The Captain laughed aloud. ‘Bad luck!’ For the ship’s company that must be the one flaw in an otherwise perfect morning. There were a lot of the hands on the upper deck now, smiling and pointing. He felt bound to them as closely as one man can be to another. Later, he wanted to find some words that would give them an idea of that.

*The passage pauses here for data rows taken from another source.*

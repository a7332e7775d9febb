//! C3: lowers a formula AST (plus the variable sets C2 collected) into a BDD.
use crate::ast::{CondExpr, Formula};
use crate::bdd::{BddManager, BddPtr, VarCategory, VarId};
use crate::descent::VarUsage;
use crate::error::{DflError, DflResult};
use crate::evidence::EvidenceFrame;
use crate::model::{ModelStore, NameKind, TreeKind};

/// Declares every variable `usage` names, in OP → F → A order (§3, §4.3's "operating contract").
pub fn declare_variables(manager: &mut BddManager, usage: &VarUsage) {
    for name in &usage.op_vars {
        manager.declare_var(name, VarCategory::ObjectProperty);
    }
    for name in &usage.fault_vars {
        manager.declare_var(name, VarCategory::Fault);
    }
    for name in &usage.attack_vars {
        manager.declare_var(name, VarCategory::Attack);
    }
}

pub struct Compiler<'a> {
    store: &'a ModelStore,
    manager: &'a mut BddManager,
    frames: Vec<EvidenceFrame>,
    prime_counter: u32,
}

impl<'a> Compiler<'a> {
    pub fn new(store: &'a ModelStore, manager: &'a mut BddManager) -> Self {
        Compiler { store, manager, frames: Vec::new(), prime_counter: 0 }
    }

    pub fn compile(&mut self, formula: &Formula) -> DflResult<BddPtr> {
        match formula {
            Formula::Const(b) => Ok(self.manager.mk_const(*b)),
            Formula::NodeAtom(name) => self.compile_atom(name),
            Formula::Not(a) => {
                let a = self.compile(a)?;
                Ok(self.manager.not(a))
            }
            Formula::And(a, b) => self.binop(a, b, |m, x, y| m.and(x, y)),
            Formula::Or(a, b) => self.binop(a, b, |m, x, y| m.or(x, y)),
            Formula::Imp(a, b) => self.binop(a, b, |m, x, y| m.imp(x, y)),
            Formula::Iff(a, b) => self.binop(a, b, |m, x, y| m.iff(x, y)),
            Formula::Xor(a, b) => self.binop(a, b, |m, x, y| m.xor(x, y)),
            Formula::WithBooleanEvidence(a, map) => self.compile_with_evidence(a, map),
            Formula::Mrs(a) => {
                let phi = self.compile(a)?;
                Ok(self.minimize(phi))
            }
        }
    }

    fn binop(
        &mut self,
        a: &Formula,
        b: &Formula,
        f: impl Fn(&mut BddManager, BddPtr, BddPtr) -> BddPtr,
    ) -> DflResult<BddPtr> {
        let a = self.compile(a)?;
        let b = self.compile(b)?;
        Ok(f(self.manager, a, b))
    }

    fn compile_with_evidence(
        &mut self,
        sub: &Formula,
        map: &crate::ast::BoolEvidence,
    ) -> DflResult<BddPtr> {
        self.frames.push(EvidenceFrame { blacklist: std::collections::HashMap::new(), values: map.clone() });
        let compiled = self.compile(sub);
        self.frames.pop();
        let mut result = compiled?;

        // §4.3 step 3: eliminate lingering occurrences of evidence-targeted variables that a
        // subtree compiled elsewhere in the formula may share (e.g. a sibling reference to the
        // same basic node or object property named in `map`).
        for (name, value) in map {
            if let Some(var) = self.manager.var_by_name(name) {
                result = self.manager.restrict(result, var, *value);
            }
        }
        Ok(result)
    }

    /// `node_atom(x)` and gate-child references share this single entry point, since an evidence
    /// override applies identically whether `x` was written explicitly in the formula or reached
    /// as an intermediate node's gate child (§4.3's atom rule makes no distinction).
    fn compile_atom(&mut self, name: &str) -> DflResult<BddPtr> {
        if let Some(v) = EvidenceFrame::lookup(&self.frames, name) {
            return Ok(self.manager.mk_const(v));
        }
        match self.store.resolve_name(name) {
            Some(NameKind::ObjectProperty) => {
                let var = self
                    .manager
                    .var_by_name(name)
                    .ok_or_else(|| DflError::UnknownNode(name.to_string()))?;
                Ok(self.manager.mk_var(var))
            }
            Some(NameKind::AttackNode) => self.compile_tree_atom(TreeKind::Attack, name),
            Some(NameKind::FaultNode) => self.compile_tree_atom(TreeKind::Fault, name),
            None => Err(DflError::UnknownNode(name.to_string())),
        }
    }

    fn compile_tree_atom(&mut self, kind: TreeKind, name: &str) -> DflResult<BddPtr> {
        let tree = self.store.tree(kind);
        let node = tree.get(name).ok_or_else(|| DflError::UnknownNode(name.to_string()))?;
        let cond = node.cond.clone();

        let base = if node.is_basic() {
            let var = self
                .manager
                .var_by_name(name)
                .ok_or_else(|| DflError::UnknownNode(name.to_string()))?;
            self.manager.mk_var(var)
        } else {
            let gate = node.gate.clone().expect("intermediate node always has a gate");
            let mut children = gate.children.iter();
            let first = children.next().expect("a gate declares at least one child");
            let mut combined = self.compile_atom(first)?;
            // Single-child gates skip the spurious combinator (§4.3: "the parser allows
            // intermediate nodes whose only distinguishing feature is a gate annotation with one
            // subchild").
            for child in children {
                let next = self.compile_atom(child)?;
                combined = match gate.kind {
                    crate::model::GateKind::And => self.manager.and(combined, next),
                    crate::model::GateKind::Or => self.manager.or(combined, next),
                };
            }
            combined
        };

        match cond {
            Some(c) => {
                let cond_bdd = self.compile_cond(&c)?;
                Ok(self.manager.and(base, cond_bdd))
            }
            None => Ok(base),
        }
    }

    fn compile_cond(&mut self, cond: &CondExpr) -> DflResult<BddPtr> {
        match cond {
            CondExpr::Const(b) => Ok(self.manager.mk_const(*b)),
            CondExpr::Prop(name) => {
                if let Some(v) = EvidenceFrame::lookup(&self.frames, name) {
                    return Ok(self.manager.mk_const(v));
                }
                let var = self
                    .manager
                    .var_by_name(name)
                    .ok_or_else(|| DflError::UnknownNode(name.to_string()))?;
                Ok(self.manager.mk_var(var))
            }
            CondExpr::Not(a) => {
                let a = self.compile_cond(a)?;
                Ok(self.manager.not(a))
            }
            CondExpr::And(a, b) => self.cond_binop(a, b, |m, x, y| m.and(x, y)),
            CondExpr::Or(a, b) => self.cond_binop(a, b, |m, x, y| m.or(x, y)),
            CondExpr::Imp(a, b) => self.cond_binop(a, b, |m, x, y| m.imp(x, y)),
            CondExpr::Iff(a, b) => self.cond_binop(a, b, |m, x, y| m.iff(x, y)),
            CondExpr::Xor(a, b) => self.cond_binop(a, b, |m, x, y| m.xor(x, y)),
        }
    }

    fn cond_binop(
        &mut self,
        a: &CondExpr,
        b: &CondExpr,
        f: impl Fn(&mut BddManager, BddPtr, BddPtr) -> BddPtr,
    ) -> DflResult<BddPtr> {
        let a = self.compile_cond(a)?;
        let b = self.compile_cond(b)?;
        Ok(f(self.manager, a, b))
    }

    /// `MRS`/minimal-configuration machinery (§4.3). Exposed at the `Compiler` level so
    /// `minimal_assignments_bdd` below can be reused for Layer 1's "enumerate the minimal
    /// configurations" mode, parameterized over the formula's event variables with object
    /// properties already pinned by the caller's configuration (see `query::eval_minimal_configs`).
    fn minimize(&mut self, phi: BddPtr) -> BddPtr {
        self.prime_counter += 1;
        let counter = self.prime_counter;
        let support = self.manager.support(phi);
        let vars: Vec<VarId> = support
            .into_iter()
            .filter(|v| self.manager.category(*v) != VarCategory::ObjectProperty)
            .collect();
        minimal_assignments_bdd(self.manager, phi, &vars, counter)
    }
}

/// The ⊆-minimality construction behind `MRS` (§4.3 steps 2–5), generalized to any variable set
/// `vars` to minimize over — used both for event-variable minimality (`MRS`) and, with `vars` set
/// to the formula's attack/fault event variables again, for Layer 1's minimal-satisfying-
/// configuration mode (object properties there are pinned by the caller's configuration instead
/// of being part of the variable set minimized over).
pub fn minimal_assignments_bdd(
    manager: &mut BddManager,
    phi: BddPtr,
    vars: &[VarId],
    unique_suffix: u32,
) -> BddPtr {
    if vars.is_empty() {
        return phi;
    }
    let mut primed = Vec::with_capacity(vars.len());
    let mut phi_prime = phi;
    for &v in vars {
        let cat = manager.category(v);
        let prime_name = format!("{}#mrs{unique_suffix}", manager.var_name(v));
        let v_prime = manager.declare_var(&prime_name, cat);
        phi_prime = manager.subst_var(phi_prime, v, v_prime);
        primed.push((v, v_prime));
    }

    let mut sigma_and = manager.mk_true();
    let mut sigma_or = manager.mk_false();
    for &(v, v_prime) in &primed {
        let vb = manager.mk_var(v);
        let vpb = manager.mk_var(v_prime);
        let imp = manager.imp(vpb, vb);
        sigma_and = manager.and(sigma_and, imp);
        let xor = manager.xor(vpb, vb);
        sigma_or = manager.or(sigma_or, xor);
    }
    let sigma = manager.and(sigma_and, sigma_or);

    let mut witness = manager.and(sigma, phi_prime);
    for &(_, v_prime) in &primed {
        witness = manager.exists(witness, v_prime);
    }
    let not_witness = manager.not(witness);
    manager.and(phi, not_witness)
}

#[cfg(test)]
mod tests {
    use super::*;
    use crate::model::tree::{Gate, GateKind, TreeNode};
    use crate::model::{DisruptionTree, ObjectGraph};
    use indexmap::{IndexMap, IndexSet};

    fn basic(name: &str) -> TreeNode {
        TreeNode {
            name: name.to_string(),
            gate: None,
            prob: None,
            impact: None,
            declared_objects: IndexSet::new(),
            cond: None,
        }
    }

    fn or_store() -> ModelStore {
        let mut nodes = IndexMap::new();
        nodes.insert(
            "R".to_string(),
            TreeNode {
                name: "R".to_string(),
                gate: Some(Gate { kind: GateKind::Or, children: vec!["a".to_string(), "b".to_string()] }),
                prob: None,
                impact: None,
                declared_objects: IndexSet::new(),
                cond: None,
            },
        );
        nodes.insert("a".to_string(), basic("a"));
        nodes.insert("b".to_string(), basic("b"));
        let attack = DisruptionTree { kind: TreeKind::Attack, root: "R".to_string(), nodes };
        let mut fnodes = IndexMap::new();
        fnodes.insert("FR".to_string(), basic("FR"));
        let fault = DisruptionTree { kind: TreeKind::Fault, root: "FR".to_string(), nodes: fnodes };
        ModelStore::build(attack, fault, ObjectGraph::default()).unwrap()
    }

    #[test]
    fn mrs_excludes_the_non_minimal_both_true_assignment() {
        let store = or_store();
        let mut manager = BddManager::new();
        let formula = Formula::Mrs(Box::new(Formula::NodeAtom("R".to_string())));
        let usage = crate::descent::descend(&store, &Formula::NodeAtom("R".to_string())).unwrap();
        declare_variables(&mut manager, &usage);
        let mut compiler = Compiler::new(&store, &mut manager);
        let mrs_bdd = compiler.compile(&formula).unwrap();

        let a = manager.var_by_name("a").unwrap();
        let b = manager.var_by_name("b").unwrap();
        // {a, b} both true must NOT satisfy MRS(a || b): it is not ⊆-minimal.
        let both_true = manager.restrict(manager.restrict(mrs_bdd, a, true), b, true);
        assert_eq!(both_true, BddPtr::FALSE);
        // {a} alone must satisfy it.
        let a_only = manager.restrict(manager.restrict(mrs_bdd, a, true), b, false);
        assert_eq!(a_only, BddPtr::TRUE);
    }
}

And something about
Marlborough
, too, the ship he loved, the ship they had all striven for.

‘Trawlers ahead, sir,’ said the signalman, breaking in on his thoughts. ‘Three of them. I think they’re sweeping.’

Back to civilization: to lights, harbours, dawn mine-sweepers, patrolling aircraft, a guarded fairway.

‘Call them up, signalman.’

But one of the trawlers was already flashing to them. The signalman acknowledged the message, and said: ‘From the trawler, sir: “Can I help you?”’

‘Make “Thank you. Are you going into Londonderry?”’ A pause, while the lamps flickered. Then: ‘Reply “Yes”, sir!’

‘Right. Make: “Will you pass a message to the Port War Signal Station for me please?”’

Another pause. ‘Reply, “Certainly”, sir.’

The Captain drew a long breath, conscious deep within him of an enormous satisfaction. ‘Write this down, and then send it to them. “To Flag Officer in Charge, Londonderry, v
Marlborough
. HMS
Marlborough
will enter harbour at 1300 today. Ship is severely damaged above and below waterline. Request pilot, tugs, dockyard assistance, and burial arrangements for one officer and seventy-four ratings.” Got that?’

‘Yes, sir.’

‘Right. Send it off … Bridger!’

‘Sir?’

‘Ask the surgeon-lieutenant to relieve me for an hour. I’m going to have a shave. And wash. And change. And then eat.’

Book Two: Leave Cancelled
 
1

While I was waiting for you in the foyer of that superb hotel, I started talking with the head porter. Once, during the time when we were getting engaged, you said to me: ‘I think you talk to people – strangers – for a funny reason: not because you really want to, but as if you had to prove that you can make friends with anyone.’

This was one of your more acute comments, sweetheart; there
is
some kind of back-handed conceit which prompts this habit of mine. But it really sprang originally from my being rather undersized and shy when I was younger, and having never quite emerged from the continuous ordeal which that entailed. It’s a habit that pays dividends, at all events.